▶ _Exercise_: Nothing but the entries, copied exactly, should appear in the response.

▶ _Input for this task_:
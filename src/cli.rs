use anyhow::Result;
use clap::builder::PossibleValuesParser;
use clap::{Arg, ArgAction, ArgMatches, Command};

use crate::operation::ValueType;
use crate::render::OutputFormat;
use crate::runtime::UserInput;
use crate::spec::SpecDocument;
use crate::synthesize::{ArgSpec, Synthesis, SynthesizedCommand};

pub const BIN_NAME: &str = "cloud";

pub fn build_cli(doc: &SpecDocument, synthesis: &Synthesis) -> Command {
    let about = if doc.title().is_empty() {
        "API client (auto-generated)".to_string()
    } else {
        format!("{} client (auto-generated)", doc.title())
    };

    let mut cmd = Command::new(BIN_NAME)
        .version(env!("CARGO_PKG_VERSION"))
        .about(about)
        .subcommand_required(true)
        .arg_required_else_help(true)
        .args(global_args());

    cmd = cmd.subcommand(
        Command::new("list")
            .about("List available API commands")
            .arg(
                Arg::new("json")
                    .long("json")
                    .action(ArgAction::SetTrue)
                    .help("Emit machine-readable JSON"),
            ),
    );

    cmd = cmd.subcommand(
        Command::new("describe")
            .about("Describe a specific API command")
            .arg(Arg::new("command").required(true).value_name("COMMAND"))
            .arg(
                Arg::new("json")
                    .long("json")
                    .action(ArgAction::SetTrue)
                    .help("Emit machine-readable JSON"),
            ),
    );

    for command in &synthesis.commands {
        cmd = cmd.subcommand(build_command(command));
    }

    cmd
}

/// Parser for the options the command tree depends on. Parsing stops at the
/// first command name; errors are ignored since the full parse reports them.
pub fn bootstrap_command() -> Command {
    Command::new(BIN_NAME)
        .disable_help_flag(true)
        .disable_version_flag(true)
        .disable_help_subcommand(true)
        .allow_external_subcommands(true)
        .ignore_errors(true)
        .args(global_args())
}

fn global_args() -> Vec<Arg> {
    vec![
        Arg::new("base_url")
            .long("base-url")
            .global(true)
            .value_name("URL")
            .help("Override the API base URL (CLOUD_API_URL)"),
        Arg::new("api_token")
            .long("api-token")
            .global(true)
            .value_name("TOKEN")
            .help("Bearer token sent with every request (CLOUD_API_TOKEN)"),
        // Decides which commands exist, so it is only accepted before the command name.
        Arg::new("spec")
            .long("spec")
            .value_name("FILE")
            .help("Load the API description from a JSON or YAML file (CLOUD_API_SPEC)"),
        Arg::new("format")
            .long("format")
            .global(true)
            .value_name("FORMAT")
            .value_parser(PossibleValuesParser::new(OutputFormat::NAMES))
            .help("Output format (CLOUD_API_FORMAT) [default: json]"),
        Arg::new("timeout")
            .long("timeout")
            .global(true)
            .value_name("SECS")
            .help("Request timeout in seconds (CLOUD_API_TIMEOUT) [default: 30]"),
        Arg::new("verbose")
            .short('v')
            .long("verbose")
            .global(true)
            .action(ArgAction::Count)
            .help("Increase log verbosity (repeatable)"),
        Arg::new("quiet")
            .short('q')
            .long("quiet")
            .global(true)
            .action(ArgAction::SetTrue)
            .help("Only log errors"),
    ]
}

fn build_command(command: &SynthesizedCommand) -> Command {
    let operation = &command.operation;
    let mut cmd = Command::new(command.name().to_string())
        .about(command.description().to_string())
        .after_help(format!("{} {}", operation.method, operation.path));
    if !operation.description.is_empty() && operation.description != operation.summary {
        cmd = cmd.long_about(operation.description.clone());
    }
    for spec in &command.args {
        cmd = cmd.arg(build_arg(spec));
    }
    cmd
}

fn build_arg(spec: &ArgSpec) -> Arg {
    let mut arg = Arg::new(spec.name.clone())
        .required(spec.required)
        .help(spec.help.clone());

    arg = if spec.positional {
        arg.value_name(spec.name.replace('-', "_").to_ascii_uppercase())
    } else {
        arg.long(spec.name.clone()).value_name("VALUE")
    };

    // Positional arrays take a single JSON array value.
    arg = if spec.takes_many() && !spec.positional {
        arg.action(ArgAction::Append)
    } else {
        arg.action(ArgAction::Set)
    };

    if !spec.possible_values.is_empty() {
        arg = arg
            .value_parser(PossibleValuesParser::new(spec.possible_values.clone()))
            .ignore_case(spec.value_type == ValueType::Boolean);
    }
    arg
}

/// Collect the values clap matched for `command` into a [`UserInput`].
pub fn input_from_matches(command: &SynthesizedCommand, matches: &ArgMatches) -> UserInput {
    let mut input = UserInput::new();
    for spec in &command.args {
        if let Some(values) = matches.get_many::<String>(&spec.name) {
            for value in values {
                input.push(spec.name.clone(), value.clone());
            }
        }
    }
    input
}

pub fn list_output(synthesis: &Synthesis, json: bool) -> Result<String> {
    if json {
        let out: Vec<_> = synthesis
            .commands
            .iter()
            .map(|command| {
                serde_json::json!({
                    "name": command.name(),
                    "method": command.operation.method,
                    "path": command.operation.path,
                    "description": command.description(),
                })
            })
            .collect();
        return Ok(serde_json::to_string_pretty(&out)?);
    }

    let width = synthesis
        .commands
        .iter()
        .map(|c| c.name().len())
        .max()
        .unwrap_or_default();
    let lines: Vec<String> = synthesis
        .commands
        .iter()
        .map(|c| format!("{:<width$}  {}", c.name(), c.description()).trim_end().to_string())
        .collect();
    Ok(lines.join("\n"))
}

pub fn describe_output(command: &SynthesizedCommand, json: bool) -> Result<String> {
    if json {
        return Ok(serde_json::to_string_pretty(command)?);
    }

    let operation = &command.operation;
    let mut lines = vec![
        command.name().to_string(),
        format!("  method: {}", operation.method),
        format!("  path: {}", operation.path),
    ];
    if !command.description().is_empty() {
        lines.push(format!("  description: {}", command.description()));
    }
    if let Some(body) = &operation.body {
        lines.push(format!("  body: {}", body.encoding));
    }
    if !command.args.is_empty() {
        lines.push("  args:".to_string());
        for spec in &command.args {
            let flag = if spec.positional {
                format!("<{}>", spec.name)
            } else {
                format!("--{}", spec.name)
            };
            let req = if spec.required { "required" } else { "optional" };
            lines.push(format!("    {flag}  {} {} ({req})", spec.source, spec.value_type));
        }
    }
    Ok(lines.join("\n"))
}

▶ _Solution to the problem_:
filename src/cli.rs
use anyhow::Result;
use clap::builder::PossibleValuesParser;
use clap::{Arg, ArgAction, ArgMatches, Command};

use crate::operation::ValueType;
use crate::render::OutputFormat;
use crate::runtime::UserInput;
use crate::spec::SpecDocument;
use crate::synthesize::{ArgSpec, Synthesis, SynthesizedCommand};

pub const BIN_NAME: &str = "cloud";

pub fn build_cli(doc: &SpecDocument, synthesis: &Synthesis) -> Command {
    let about = if doc.title().is_empty() {
        "API client (auto-generated)".to_string()
    } else {
        format!("{} client (auto-generated)", doc.title())
    };

    let mut cmd = Command::new(BIN_NAME)
        .version(env!("CARGO_PKG_VERSION"))
        .about(about)
        .subcommand_required(true)
        .arg_required_else_help(true)
        .args(global_args());

    cmd = cmd.subcommand(
        Command::new("list")
            .about("List available API commands")
            .arg(
                Arg::new("json")
                    .long("json")
                    .action(ArgAction::SetTrue)
                    .help("Emit machine-readable JSON"),
            ),
    );

    cmd = cmd.subcommand(
        Command::new("describe")
            .about("Describe a specific API command")
            .arg(Arg::new("command").required(true).value_name("COMMAND"))
            .arg(
                Arg::new("json")
                    .long("json")
                    .action(ArgAction::SetTrue)
                    .help("Emit machine-readable JSON"),
            ),
    );

    for command in &synthesis.commands {
        cmd = cmd.subcommand(build_command(command));
    }

    cmd
}

/// Parser for the options the command tree depends on. Parsing stops at the
/// first command name; errors are ignored since the full parse reports them.
pub fn bootstrap_command() -> Command {
    Command::new(BIN_NAME)
        .disable_help_flag(true)
        .disable_version_flag(true)
        .disable_help_subcommand(true)
        .allow_external_subcommands(true)
        .ignore_errors(true)
        .args(global_args())
}

fn global_args() -> Vec<Arg> {
    vec![
        Arg::new("base_url")
            .long("base-url")
            .global(true)
            .value_name("URL")
            .help("Override the API base URL (CLOUD_API_URL)"),
        Arg::new("api_token")
            .long("api-token")
            .global(true)
            .value_name("TOKEN")
            .help("Bearer token sent with every request (CLOUD_API_TOKEN)"),
        // Decides which commands exist, so it is only accepted before the command name.
        Arg::new("spec")
            .long("spec")
            .value_name("FILE")
            .help("Load the API description from a JSON or YAML file (CLOUD_API_SPEC)"),
        Arg::new("format")
            .long("format")
            .global(true)
            .value_name("FORMAT")
            .value_parser(PossibleValuesParser::new(OutputFormat::NAMES))
            .help("Output format (CLOUD_API_FORMAT) [default: json]"),
        Arg::new("timeout")
            .long("timeout")
            .global(true)
            .value_name("SECS")
            .help("Request timeout in seconds (CLOUD_API_TIMEOUT) [default: 30]"),
        Arg::new("verbose")
            .short('v')
            .long("verbose")
            .global(true)
            .action(ArgAction::Count)
            .help("Increase log verbosity (repeatable)"),
        Arg::new("quiet")
            .short('q')
            .long("quiet")
            .global(true)
            .action(ArgAction::SetTrue)
            .help("Only log errors"),
    ]
}

fn build_command(command: &SynthesizedCommand) -> Command {
    let operation = &command.operation;
    let mut cmd = Command::new(command.name().to_string())
        .about(command.description().to_string())
        .after_help(format!("{} {}", operation.method, operation.path));
    if !operation.description.is_empty() && operation.description != operation.summary {
        cmd = cmd.long_about(operation.description.clone());
    }
    for spec in &command.args {
        cmd = cmd.arg(build_arg(spec));
    }
    cmd
}

fn build_arg(spec: &ArgSpec) -> Arg {
    let mut arg = Arg::new(spec.name.clone())
        .required(spec.required)
        .help(spec.help.clone());

    arg = if spec.positional {
        arg.value_name(spec.name.replace('-', "_").to_ascii_uppercase())
    } else {
        arg.long(spec.name.clone()).value_name("VALUE")
    };

    // Positional arrays take a single JSON array value.
    arg = if spec.takes_many() && !spec.positional {
        arg.action(ArgAction::Append)
    } else {
        arg.action(ArgAction::Set)
    };

    if !spec.possible_values.is_empty() {
        arg = arg
            .value_parser(PossibleValuesParser::new(spec.possible_values.clone()))
            .ignore_case(spec.value_type == ValueType::Boolean);
    }
    arg
}

/// Collect the values clap matched for `command` into a [`UserInput`].
pub fn input_from_matches(command: &SynthesizedCommand, matches: &ArgMatches) -> UserInput {
    let mut input = UserInput::new();
    for spec in &command.args {
        if let Some(values) = matches.get_many::<String>(&spec.name) {
            for value in values {
                input.push(spec.name.clone(), value.clone());
            }
        }
    }
    input
}

pub fn list_output(synthesis: &Synthesis, json: bool) -> Result<String> {
    if json {
        let out: Vec<_> = synthesis
            .commands
            .iter()
            .map(|command| {
                serde_json::json!({
                    "name": command.name(),
                    "method": command.operation.method,
                    "path": command.operation.path,
                    "description": command.description(),
                })
            })
            .collect();
        return Ok(serde_json::to_string_pretty(&out)?);
    }

    let width = synthesis
        .commands
        .iter()
        .map(|c| c.name().len())
        .max()
        .unwrap_or_default();
    let lines: Vec<String> = synthesis
        .commands
        .iter()
        .map(|c| format!("{:<width$}  {}", c.name(), c.description()).trim_end().to_string())
        .collect();
    Ok(lines.join("\n"))
}

pub fn describe_output(command: &SynthesizedCommand, json: bool) -> Result<String> {
    if json {
        return Ok(serde_json::to_string_pretty(command)?);
    }

    let operation = &command.operation;
    let mut lines = vec![
        command.name().to_string(),
        format!("  method: {}", operation.method),
        format!("  path: {}", operation.path),
    ];
    if !command.description().is_empty() {
        lines.push(format!("  description: {}", command.description()));
    }
    if let Some(body) = &operation.body {
        lines.push(format!("  body: {}", body.encoding));
    }
    if !command.args.is_empty() {
        lines.push("  args:".to_string());
        for spec in &command.args {
            let flag = if spec.positional {
                format!("<{}>", spec.name)
            } else {
                format!("--{}", spec.name)
            };
            let req = if spec.required { "required" } else { "optional" };
            lines.push(format!("    {flag}  {} {} ({req})", spec.source, spec.value_type));
        }
    }
    Ok(lines.join("\n"))
}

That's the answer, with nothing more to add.